2100年までの世界経済の姿を考えるために、米国の1人当たりGDPを基準に各国・地域を予想してみよう。2015年の1人当たりGDPは、米国を100とすると、英国は78.8、日本は58.1、ユーロ圏は61.8、中国は14.5でインドは2.8である。

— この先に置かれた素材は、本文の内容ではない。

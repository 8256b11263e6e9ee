use serde::{Deserialize, Serialize};

use super::image_upload::UploadTicket;

/// Every way a user can poke at a generated control. UI adapters translate
/// their native events into these and feed them to
/// [`super::renderer::ControlRenderer::handle`].
#[derive(Clone, Debug, Deserialize, PartialEq, Serialize)]
#[serde(tag = "type", rename_all = "camelCase")]
pub enum Interaction {
    /// A slider drag tick with the raw (unsnapped) handle value
    Slide { name: String, value: f32 },
    Toggle { name: String },
    /// Click on a palette or color option
    Choose { name: String, index: usize },
    /// Dropdown change
    Select { name: String, index: usize },
    /// Click on an upload label or an image preview
    OpenPicker { name: String },
}

impl Interaction {
    pub fn name(&self) -> &str {
        match self {
            Interaction::Slide { name, .. }
            | Interaction::Toggle { name }
            | Interaction::Choose { name, .. }
            | Interaction::Select { name, .. }
            | Interaction::OpenPicker { name } => name,
        }
    }
}

#[derive(Clone, Debug, PartialEq)]
pub enum InteractionOutcome {
    /// The store changed and the update callback ran
    Applied,
    /// Unknown target, wrong widget kind or invalid option; nothing changed
    Ignored,
    /// The host should show a file picker and later complete the ticket
    UploadRequested(UploadTicket),
}

#[cfg(test)]
mod tests {
    use super::*;

    #[test]
    fn test_deserializes_frontend_messages() {
        let json = r#"[
            {"type": "slide", "name": "speed", "value": 7.5},
            {"type": "toggle", "name": "glow"},
            {"type": "choose", "name": "colorMode", "index": 2},
            {"type": "openPicker", "name": "image"}
        ]"#;

        let interactions: Vec<Interaction> = serde_json::from_str(json).unwrap();

        assert_eq!(
            interactions[0],
            Interaction::Slide {
                name: "speed".into(),
                value: 7.5
            }
        );
        assert_eq!(interactions[2].name(), "colorMode");
        assert!(matches!(interactions[3], Interaction::OpenPicker { .. }));
    }
}
//! Local image files for image-upload controls.
//!
//! Reading a file is the one step of the control system that may complete
//! "later": the host asks the renderer for an [`UploadTicket`], reads the
//! file however and whenever it likes, then hands the result back with
//! [`super::renderer::ControlRenderer::complete_image_upload`]. Until then
//! the parameter keeps its previous value.

use std::error::Error;
use std::fmt;
use std::fs;
use std::io;
use std::path::Path;

use base64::Engine;
use base64::engine::general_purpose::STANDARD;

/// Identifies one in-flight upload. Tickets from an earlier
/// `generate_controls` session are rejected on completion.
#[derive(Clone, Debug, Eq, PartialEq)]
pub struct UploadTicket {
    pub(crate) session: u64,
    pub(crate) name: String,
}

impl UploadTicket {
    pub fn name(&self) -> &str {
        &self.name
    }
}

#[derive(Debug)]
pub enum UploadError {
    Io(io::Error),
    Empty,
    UnsupportedFormat(String),
}

impl fmt::Display for UploadError {
    fn fmt(&self, f: &mut fmt::Formatter<'_>) -> fmt::Result {
        match self {
            UploadError::Io(err) => write!(f, "failed to read image: {}", err),
            UploadError::Empty => write!(f, "image file is empty"),
            UploadError::UnsupportedFormat(name) => {
                write!(f, "unsupported image format: {}", name)
            }
        }
    }
}

impl Error for UploadError {
    fn source(&self) -> Option<&(dyn Error + 'static)> {
        match self {
            UploadError::Io(err) => Some(err),
            _ => None,
        }
    }
}

impl From<io::Error> for UploadError {
    fn from(err: io::Error) -> Self {
        UploadError::Io(err)
    }
}

/// An image fully read into memory
#[derive(Clone, Debug, PartialEq)]
pub struct ImageFile {
    pub name: String,
    pub mime: &'static str,
    pub bytes: Vec<u8>,
}

impl ImageFile {
    pub fn read(path: impl AsRef<Path>) -> Result<Self, UploadError> {
        let path = path.as_ref();
        let bytes = fs::read(path)?;
        let name = path
            .file_name()
            .map(|n| n.to_string_lossy().into_owned())
            .unwrap_or_else(|| path.display().to_string());
        Self::from_bytes(name, bytes)
    }

    pub fn from_bytes(
        name: impl Into<String>,
        bytes: Vec<u8>,
    ) -> Result<Self, UploadError> {
        let name = name.into();

        if bytes.is_empty() {
            return Err(UploadError::Empty);
        }

        let mime = sniff_mime(&bytes)
            .or_else(|| mime_from_extension(&name))
            .ok_or_else(|| UploadError::UnsupportedFormat(name.clone()))?;

        Ok(Self { name, mime, bytes })
    }

    /// `data:<mime>;base64,<payload>`, the value stored in the parameter
    pub fn to_data_uri(&self) -> String {
        format!("data:{};base64,{}", self.mime, STANDARD.encode(&self.bytes))
    }
}

fn sniff_mime(bytes: &[u8]) -> Option<&'static str> {
    const SIGNATURES: &[(&[u8], &str)] = &[
        (b"\x89PNG\r\n\x1a\n", "image/png"),
        (b"\xff\xd8\xff", "image/jpeg"),
        (b"GIF87a", "image/gif"),
        (b"GIF89a", "image/gif"),
        (b"BM", "image/bmp"),
    ];

    for (signature, mime) in SIGNATURES {
        if bytes.starts_with(signature) {
            return Some(*mime);
        }
    }

    if bytes.len() >= 12 && &bytes[..4] == b"RIFF" && &bytes[8..12] == b"WEBP"
    {
        return Some("image/webp");
    }

    None
}

fn mime_from_extension(name: &str) -> Option<&'static str> {
    let extension = Path::new(name).extension()?.to_str()?.to_lowercase();
    match extension.as_str() {
        "svg" => Some("image/svg+xml"),
        _ => None,
    }
}

#[cfg(test)]
mod tests {
    use super::*;

    const PNG_HEADER: &[u8] = b"\x89PNG\r\n\x1a\n\0\0\0\rIHDR";

    #[test]
    fn test_sniffs_common_formats() {
        let cases: &[(&[u8], &str)] = &[
            (PNG_HEADER, "image/png"),
            (b"\xff\xd8\xff\xe0\0\x10JFIF", "image/jpeg"),
            (b"GIF89a\x01\0", "image/gif"),
            (b"RIFF\x24\0\0\0WEBPVP8 ", "image/webp"),
            (b"BM\x36\0\0\0", "image/bmp"),
        ];

        for (bytes, mime) in cases {
            let file = ImageFile::from_bytes("x", bytes.to_vec()).unwrap();
            assert_eq!(file.mime, *mime);
        }
    }

    #[test]
    fn test_svg_falls_back_to_extension() {
        let file =
            ImageFile::from_bytes("logo.SVG", b"<svg></svg>".to_vec()).unwrap();
        assert_eq!(file.mime, "image/svg+xml");
    }

    #[test]
    fn test_rejects_empty_and_unknown() {
        assert!(matches!(
            ImageFile::from_bytes("a.png", vec![]),
            Err(UploadError::Empty)
        ));
        assert!(matches!(
            ImageFile::from_bytes("notes.txt", b"hello".to_vec()),
            Err(UploadError::UnsupportedFormat(name)) if name == "notes.txt"
        ));
    }

    #[test]
    fn test_data_uri() {
        let file = ImageFile::from_bytes("a.gif", b"GIF89a".to_vec()).unwrap();
        assert_eq!(file.to_data_uri(), "data:image/gif;base64,R0lGODlh");
    }

    #[test]
    fn test_read_missing_file_is_io_error() {
        let result = ImageFile::read("/definitely/not/here.png");
        assert!(matches!(result, Err(UploadError::Io(_))));
    }
}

21世紀末の時点で中国やインドの1人当たりGDPがどこまで米国の水準に近づいているのかを予測することは難しい。両国の1人当たりGDPが米国と並ぶ水準になるというのは過大かも知れないが、逆に大きく下回ったままだと考えるのは明らかに過小だろう。ここでは中国とインドの1人当たりGDPが緩やかに米国の水準に近づいていき、2100年時点で中国の一人当たりGDPが米国の6割弱、インドが4割強になると仮定した。また、日本やユーロ圏、英国も米国との差が現在よりも縮小して、米国の8割程度になると仮定している。
中国やインドの躍進で米国は相対的に小さくなる
このシナリオでは21世紀半ばには中国の経済規模が米国を上回るようになる。この時点での中国の1人当たりGDPは、米国の4分の1程度に過ぎない。インドの経済規模が米国を上回る条件は中国よりもさらに緩やかで、1人当たりGDPが米国の23%を上回ったところで経済規模が逆転する。2100年にはインドが世界経済の約2割を占める最大の経済となり、中国が16.4%を占めてこれに次ぐ規模となる。米国は12.6%で世界第3位に後退し、ユーロ圏は7%弱、日本と英国は2%を下回る規模となるだろう。